Jacques Cartier, qui a nommé le Saint-Laurent, donna aussi un nom au Saint-Maurice ; il l’appela rivière de Fouez. Nous écririons aujourd’hui rivière de Foix, s’il faut admettre l’interprétation de Lescarbot et de plusieurs autres ; et ce nom fut sans doute donné en l’honneur de quelque membre de la famille de Foix, famille noble qui jouait alors un certain rôle en France.

On le conserva pendant un certain temps, mais il tomba peu à peu en désuétude.

Les traitants, depuis Pontgravé, se mirent à appeler le Saint Maurice les Trois-Rivières ou la riviére des Trois-Rivières. Ce nom s’étendit aussi à la ville ou au fort que l’on commençait à élever à son embouchure.

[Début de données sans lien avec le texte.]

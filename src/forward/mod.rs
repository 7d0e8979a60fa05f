//! Stream forwarding
//!
//! Relays selected streams to other fanout servers as they go live. The
//! forwarder listens for new-stream notifications; for each configured stream
//! it attaches a consumer sink to the default quality and, per target, opens a
//! TCP connection, sends the target's identifier line and copies the stream
//! until either side ends.
//!
//! ```toml
//! [forwarding]
//! demo = [
//!     { addr = "relay-1.example.net:9710", identifier = "%name:relay-secret" },
//!     { addr = "relay-2.example.net:9710" },
//! ]
//! ```

use std::collections::HashMap;
use std::sync::Arc;
use std::time::Duration;

use serde::Deserialize;
use tokio::io::AsyncWriteExt;
use tokio::net::TcpStream;
use tokio::sync::mpsc;
use tokio::task::JoinHandle;

use crate::error::{Error, Result};
use crate::registry::{ConsumerSink, Quality, StreamRegistry, DEFAULT_SINK_CAPACITY};

/// Placeholder replaced by the stream name in target identifiers
pub const NAME_PLACEHOLDER: &str = "%name";

/// Capacity of the forwarder's new-stream notification queue
const EVENT_QUEUE_CAPACITY: usize = 8;

/// How long to wait for a new stream's default quality to appear
const QUALITY_WAIT_ATTEMPTS: u32 = 20;
const QUALITY_WAIT_STEP: Duration = Duration::from_millis(50);

fn default_identifier() -> String {
    format!("{}:", NAME_PLACEHOLDER)
}

/// A remote server receiving a forwarded stream
#[derive(Debug, Clone, PartialEq, Eq, Deserialize)]
pub struct ForwardTarget {
    /// `host:port` of the remote fanout server
    pub addr: String,
    /// Identifier line sent on connect; `%name` is replaced by the stream name
    #[serde(default = "default_identifier")]
    pub identifier: String,
}

impl ForwardTarget {
    pub fn new(addr: impl Into<String>) -> Self {
        Self {
            addr: addr.into(),
            identifier: default_identifier(),
        }
    }

    pub fn identifier(mut self, identifier: impl Into<String>) -> Self {
        self.identifier = identifier.into();
        self
    }

    /// Identifier line for a given stream
    pub fn identifier_for(&self, stream: &str) -> String {
        self.identifier.replace(NAME_PLACEHOLDER, stream)
    }
}

/// Stream name → targets
#[derive(Debug, Clone, Default, Deserialize)]
#[serde(transparent)]
pub struct ForwardingConfig {
    pub routes: HashMap<String, Vec<ForwardTarget>>,
}

impl ForwardingConfig {
    /// Add a target for a stream
    pub fn route(mut self, stream: impl Into<String>, target: ForwardTarget) -> Self {
        self.routes.entry(stream.into()).or_default().push(target);
        self
    }

    pub fn is_empty(&self) -> bool {
        self.routes.values().all(Vec::is_empty)
    }
}

/// Relays configured streams to remote servers
pub struct Forwarder {
    registry: Arc<StreamRegistry>,
    config: ForwardingConfig,
    queue_capacity: usize,
}

impl Forwarder {
    pub fn new(registry: Arc<StreamRegistry>, config: ForwardingConfig) -> Self {
        Self {
            registry,
            config,
            queue_capacity: DEFAULT_SINK_CAPACITY,
        }
    }

    /// Set the per-target consumer queue capacity
    pub fn queue_capacity(mut self, capacity: usize) -> Self {
        self.queue_capacity = capacity.max(1);
        self
    }

    /// Start forwarding in the background; `None` when nothing is configured
    pub fn spawn(self) -> Option<JoinHandle<()>> {
        if self.config.is_empty() {
            return None;
        }
        Some(tokio::spawn(self.run()))
    }

    /// Follow new-stream notifications until the registry drops us.
    ///
    /// Each routed stream is handled on its own task so a slow stream never
    /// holds up the notification queue.
    pub async fn run(self) {
        let (tx, mut events) = mpsc::channel(EVENT_QUEUE_CAPACITY);
        let subscriber = self.registry.subscribe(tx).await;
        tracing::info!(streams = self.config.routes.len(), "Stream forwarding initialized");

        while let Some(name) = events.recv().await {
            let Some(targets) = self.config.routes.get(&name) else {
                continue;
            };

            tokio::spawn(forward_stream(
                Arc::clone(&self.registry),
                name,
                targets.clone(),
                self.queue_capacity,
            ));
        }

        self.registry.unsubscribe(subscriber).await;
    }
}

async fn forward_stream(
    registry: Arc<StreamRegistry>,
    name: String,
    targets: Vec<ForwardTarget>,
    capacity: usize,
) {
    let quality = match wait_for_quality(&registry, &name).await {
        Ok(quality) => quality,
        Err(e) => {
            tracing::warn!(stream = %name, error = %e, "Cannot forward stream");
            return;
        }
    };

    for target in targets {
        tracing::info!(stream = %name, target = %target.addr, "Starting forwarding");
        let quality = Arc::clone(&quality);
        let name = name.clone();

        tokio::spawn(async move {
            match forward(&quality, &name, &target, capacity).await {
                Ok(()) => tracing::info!(stream = %name, target = %target.addr, "Forwarding ended"),
                Err(e) => tracing::warn!(stream = %name, target = %target.addr, error = %e, "Forwarding failed"),
            }
        });
    }
}

/// Streams created without their quality get a moment to add it
async fn wait_for_quality(registry: &StreamRegistry, name: &str) -> Result<Arc<Quality>> {
    let quality_name = &registry.config().default_quality;
    let mut attempt = 0;

    loop {
        let stream = registry.get(name).await?;
        match stream.get_quality(quality_name).await {
            Ok(quality) => return Ok(quality),
            Err(e) if attempt >= QUALITY_WAIT_ATTEMPTS => return Err(Error::from(e)),
            Err(_) => {
                attempt += 1;
                tokio::time::sleep(QUALITY_WAIT_STEP).await;
            }
        }
    }
}

async fn forward(quality: &Quality, name: &str, target: &ForwardTarget, capacity: usize) -> Result<()> {
    // Register first so chunks arriving while connecting are buffered
    let sink = ConsumerSink::new(capacity);
    quality.register(sink.clone()).await;

    let result = async {
        let mut socket = TcpStream::connect(&target.addr).await?;
        socket.set_nodelay(true)?;
        socket
            .write_all(format!("{}\n", target.identifier_for(name)).as_bytes())
            .await?;

        while let Some(chunk) = sink.recv().await {
            if chunk.is_empty() {
                break;
            }
            socket.write_all(&chunk).await?;
        }

        socket.shutdown().await?;
        Ok(())
    }
    .await;

    quality.unregister(&sink).await;
    result
}

#[cfg(test)]
mod tests {
    use bytes::Bytes;
    use tokio::io::AsyncReadExt;
    use tokio::net::TcpListener;

    use super::*;

    #[test]
    fn test_identifier_substitution() {
        let target = ForwardTarget::new("127.0.0.1:9710");
        assert_eq!(target.identifier_for("demo"), "demo:");

        let target = target.identifier("%name-mirror:secret");
        assert_eq!(target.identifier_for("demo"), "demo-mirror:secret");
    }

    #[test]
    fn test_config_deserialize() {
        let config: ForwardingConfig = toml::from_str(
            r#"
            demo = [
                { addr = "127.0.0.1:9710", identifier = "%name:key" },
                { addr = "127.0.0.1:9711" },
            ]
            "#,
        )
        .unwrap();

        let targets = &config.routes["demo"];
        assert_eq!(targets.len(), 2);
        assert_eq!(targets[0].identifier, "%name:key");
        assert_eq!(targets[1].identifier, "%name:");
        assert!(!config.is_empty());
        assert!(ForwardingConfig::default().is_empty());
    }

    #[tokio::test]
    async fn test_spawn_disabled_without_routes() {
        let registry = Arc::new(StreamRegistry::new());
        assert!(Forwarder::new(registry, ForwardingConfig::default())
            .spawn()
            .is_none());
    }

    #[tokio::test]
    async fn test_forwards_new_stream() {
        let upstream = TcpListener::bind("127.0.0.1:0").await.unwrap();
        let upstream_addr = upstream.local_addr().unwrap();

        let registry = Arc::new(StreamRegistry::new());
        let config = ForwardingConfig::default().route(
            "demo",
            ForwardTarget::new(upstream_addr.to_string()).identifier("%name:relay"),
        );
        let handle = Forwarder::new(Arc::clone(&registry), config).spawn().unwrap();

        // Let the forwarder subscribe
        while registry.subscriber_count().await == 0 {
            tokio::task::yield_now().await;
        }

        let stream = registry.create("demo").await.unwrap();
        let quality = stream.create_quality("source").await.unwrap();
        while quality.consumer_count().await == 0 {
            tokio::time::sleep(Duration::from_millis(5)).await;
        }

        quality.send(Bytes::from_static(b"payload")).await;
        stream.close().await;

        let (mut socket, _) = upstream.accept().await.unwrap();
        let mut received = Vec::new();
        tokio::time::timeout(Duration::from_secs(2), socket.read_to_end(&mut received))
            .await
            .unwrap()
            .unwrap();
        assert_eq!(received, b"demo:relay\npayload");

        handle.abort();
    }

    #[tokio::test]
    async fn test_stalled_stream_does_not_block_others() {
        let slow_upstream = TcpListener::bind("127.0.0.1:0").await.unwrap();
        let fast_upstream = TcpListener::bind("127.0.0.1:0").await.unwrap();

        let registry = Arc::new(StreamRegistry::new());
        let config = ForwardingConfig::default()
            .route("slow", ForwardTarget::new(slow_upstream.local_addr().unwrap().to_string()))
            .route("fast", ForwardTarget::new(fast_upstream.local_addr().unwrap().to_string()));
        let handle = Forwarder::new(Arc::clone(&registry), config).spawn().unwrap();

        while registry.subscriber_count().await == 0 {
            tokio::task::yield_now().await;
        }

        // "slow" never gets a quality; enough unrouted streams follow to fill
        // the notification queue while it is being waited on
        registry.create("slow").await.unwrap();
        tokio::task::yield_now().await;
        for i in 0..EVENT_QUEUE_CAPACITY + 1 {
            registry.create(&format!("other{}", i)).await.unwrap();
            tokio::task::yield_now().await;
        }
        let (stream, quality) = registry.create_with_quality("fast", "source").await.unwrap();

        let registered = tokio::time::timeout(Duration::from_millis(500), async {
            while quality.consumer_count().await == 0 {
                tokio::time::sleep(Duration::from_millis(5)).await;
            }
        })
        .await;
        assert!(registered.is_ok(), "fast stream was never forwarded");

        quality.send(Bytes::from_static(b"data")).await;
        stream.close().await;

        let (mut socket, _) = fast_upstream.accept().await.unwrap();
        let mut received = Vec::new();
        tokio::time::timeout(Duration::from_secs(2), socket.read_to_end(&mut received))
            .await
            .unwrap()
            .unwrap();
        assert_eq!(received, b"fast:\ndata");

        handle.abort();
    }
}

Les auteurs du temps ne nous laissent pas ignorer la raison de cette appellation, qui paraît étrange à certaines personnes : « Nous passâmes aux Trois-Rivières, » dit le frère Sagard, « que je contemplai curieusement pour être un séjour fort agréable et charmant. Les Français ont nommé ce lieu les Trois-Rivières, pour ce qu’il sort des terres une assez belle rivière qui se vient décharger dans le fleuve Saint-Laurent par trois principales embouchures, causées par plusieurs petites îles qui se rencontrent à l’entrée de cette rivière. » (Hist. du Canada et voyages que les Frères Mineurs Récolets y ont faits pour la conversion des infidèles.)

Les Relations des Jésuites s’expriment avec la même exactitude.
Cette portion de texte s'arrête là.